> [Task item]
Go through the records below and return each line that has "Sized" in it.

> [Entries supplied]

-- -- --

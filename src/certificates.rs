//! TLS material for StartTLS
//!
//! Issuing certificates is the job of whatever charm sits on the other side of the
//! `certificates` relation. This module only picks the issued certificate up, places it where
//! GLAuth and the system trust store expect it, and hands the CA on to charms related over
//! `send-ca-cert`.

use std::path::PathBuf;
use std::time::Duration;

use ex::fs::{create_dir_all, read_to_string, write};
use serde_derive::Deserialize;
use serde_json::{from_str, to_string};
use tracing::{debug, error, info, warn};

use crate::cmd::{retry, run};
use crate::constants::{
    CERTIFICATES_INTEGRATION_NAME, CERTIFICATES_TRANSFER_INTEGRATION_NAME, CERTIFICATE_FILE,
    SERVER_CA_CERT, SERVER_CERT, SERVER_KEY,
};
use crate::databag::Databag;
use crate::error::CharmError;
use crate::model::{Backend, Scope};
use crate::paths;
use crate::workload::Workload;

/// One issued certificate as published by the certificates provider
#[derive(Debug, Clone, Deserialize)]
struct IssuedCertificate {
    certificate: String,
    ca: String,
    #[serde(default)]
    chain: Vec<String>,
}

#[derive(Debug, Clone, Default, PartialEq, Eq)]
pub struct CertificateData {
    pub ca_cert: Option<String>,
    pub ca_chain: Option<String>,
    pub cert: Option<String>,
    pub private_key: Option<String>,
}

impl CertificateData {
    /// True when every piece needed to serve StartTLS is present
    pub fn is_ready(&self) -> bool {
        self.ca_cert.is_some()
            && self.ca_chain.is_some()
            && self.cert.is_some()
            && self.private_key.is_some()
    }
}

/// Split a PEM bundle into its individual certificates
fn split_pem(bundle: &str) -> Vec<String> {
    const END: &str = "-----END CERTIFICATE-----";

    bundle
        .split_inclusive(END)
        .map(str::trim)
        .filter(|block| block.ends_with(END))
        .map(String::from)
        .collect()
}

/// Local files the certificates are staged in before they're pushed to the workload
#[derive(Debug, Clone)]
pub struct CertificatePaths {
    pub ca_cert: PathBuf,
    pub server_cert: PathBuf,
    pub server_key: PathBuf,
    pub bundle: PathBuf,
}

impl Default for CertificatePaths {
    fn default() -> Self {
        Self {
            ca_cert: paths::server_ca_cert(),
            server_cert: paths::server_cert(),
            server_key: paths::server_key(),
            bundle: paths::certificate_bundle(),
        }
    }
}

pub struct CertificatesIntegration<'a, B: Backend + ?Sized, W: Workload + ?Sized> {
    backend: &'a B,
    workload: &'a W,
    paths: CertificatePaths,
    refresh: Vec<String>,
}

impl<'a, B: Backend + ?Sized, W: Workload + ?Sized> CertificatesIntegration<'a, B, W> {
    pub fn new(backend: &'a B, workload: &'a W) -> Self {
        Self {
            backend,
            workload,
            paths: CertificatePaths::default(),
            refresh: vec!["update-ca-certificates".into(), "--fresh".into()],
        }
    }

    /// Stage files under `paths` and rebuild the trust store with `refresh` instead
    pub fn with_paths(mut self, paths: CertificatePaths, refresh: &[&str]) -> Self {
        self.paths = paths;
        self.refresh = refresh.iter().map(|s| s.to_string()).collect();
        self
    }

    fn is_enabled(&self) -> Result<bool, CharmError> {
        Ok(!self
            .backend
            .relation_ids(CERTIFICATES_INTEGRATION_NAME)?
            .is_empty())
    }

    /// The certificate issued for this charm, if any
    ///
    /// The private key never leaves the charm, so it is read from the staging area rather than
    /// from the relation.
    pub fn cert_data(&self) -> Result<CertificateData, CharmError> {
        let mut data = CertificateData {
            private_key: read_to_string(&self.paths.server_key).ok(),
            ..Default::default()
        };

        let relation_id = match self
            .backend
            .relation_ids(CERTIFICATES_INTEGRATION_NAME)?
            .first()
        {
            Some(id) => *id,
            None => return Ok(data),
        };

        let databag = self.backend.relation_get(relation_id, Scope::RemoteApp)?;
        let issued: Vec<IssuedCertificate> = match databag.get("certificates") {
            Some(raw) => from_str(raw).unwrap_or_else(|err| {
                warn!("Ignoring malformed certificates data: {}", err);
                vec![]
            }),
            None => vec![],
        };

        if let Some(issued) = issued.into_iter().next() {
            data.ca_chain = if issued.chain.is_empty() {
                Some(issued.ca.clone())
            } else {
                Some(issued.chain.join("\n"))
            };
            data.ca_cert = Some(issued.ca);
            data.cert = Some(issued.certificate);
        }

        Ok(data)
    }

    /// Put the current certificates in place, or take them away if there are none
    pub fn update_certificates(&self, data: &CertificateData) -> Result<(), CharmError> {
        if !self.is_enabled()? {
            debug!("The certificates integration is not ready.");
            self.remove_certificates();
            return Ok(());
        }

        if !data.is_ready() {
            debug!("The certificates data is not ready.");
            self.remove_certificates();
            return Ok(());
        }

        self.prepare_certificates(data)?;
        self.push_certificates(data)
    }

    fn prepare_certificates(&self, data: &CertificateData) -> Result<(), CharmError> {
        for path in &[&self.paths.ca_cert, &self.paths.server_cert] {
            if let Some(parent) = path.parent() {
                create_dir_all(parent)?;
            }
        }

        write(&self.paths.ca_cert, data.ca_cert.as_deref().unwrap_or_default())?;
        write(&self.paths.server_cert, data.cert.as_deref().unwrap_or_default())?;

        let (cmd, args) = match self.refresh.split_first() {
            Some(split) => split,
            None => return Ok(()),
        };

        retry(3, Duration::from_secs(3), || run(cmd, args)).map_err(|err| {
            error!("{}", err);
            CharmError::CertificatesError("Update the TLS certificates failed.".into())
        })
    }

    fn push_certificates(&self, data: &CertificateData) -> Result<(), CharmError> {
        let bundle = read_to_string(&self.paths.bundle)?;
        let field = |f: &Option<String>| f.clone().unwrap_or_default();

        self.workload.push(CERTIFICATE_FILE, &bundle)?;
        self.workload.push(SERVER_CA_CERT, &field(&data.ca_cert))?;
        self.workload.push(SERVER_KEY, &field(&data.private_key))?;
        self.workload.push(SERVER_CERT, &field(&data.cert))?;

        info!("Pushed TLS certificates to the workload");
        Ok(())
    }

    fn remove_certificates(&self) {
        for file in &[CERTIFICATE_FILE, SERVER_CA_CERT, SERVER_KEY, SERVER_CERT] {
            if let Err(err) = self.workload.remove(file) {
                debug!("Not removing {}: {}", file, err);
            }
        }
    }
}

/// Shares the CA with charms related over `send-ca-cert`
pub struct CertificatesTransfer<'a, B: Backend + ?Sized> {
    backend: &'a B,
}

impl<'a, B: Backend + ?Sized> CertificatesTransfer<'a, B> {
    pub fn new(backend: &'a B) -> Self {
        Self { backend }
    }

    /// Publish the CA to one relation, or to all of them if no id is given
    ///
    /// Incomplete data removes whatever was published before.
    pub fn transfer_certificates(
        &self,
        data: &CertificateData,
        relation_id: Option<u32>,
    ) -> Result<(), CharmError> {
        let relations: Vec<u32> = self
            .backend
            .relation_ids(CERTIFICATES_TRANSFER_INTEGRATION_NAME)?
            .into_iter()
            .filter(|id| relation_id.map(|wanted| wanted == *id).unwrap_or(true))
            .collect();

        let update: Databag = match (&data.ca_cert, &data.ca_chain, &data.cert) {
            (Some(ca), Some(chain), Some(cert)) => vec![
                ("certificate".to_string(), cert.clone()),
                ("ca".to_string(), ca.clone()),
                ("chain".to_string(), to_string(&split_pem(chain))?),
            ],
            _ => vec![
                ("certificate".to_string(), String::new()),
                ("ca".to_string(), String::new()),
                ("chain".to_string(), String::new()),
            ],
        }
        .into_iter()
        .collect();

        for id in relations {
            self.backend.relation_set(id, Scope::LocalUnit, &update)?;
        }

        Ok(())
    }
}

-- -- --

> [Answer for the task]
pub struct CertificatesIntegration<'a, B: Backend + ?Sized, W: Workload + ?Sized> {
impl<'a, B: Backend + ?Sized, W: Workload + ?Sized> CertificatesIntegration<'a, B, W> {
pub struct CertificatesTransfer<'a, B: Backend + ?Sized> {
impl<'a, B: Backend + ?Sized> CertificatesTransfer<'a, B> {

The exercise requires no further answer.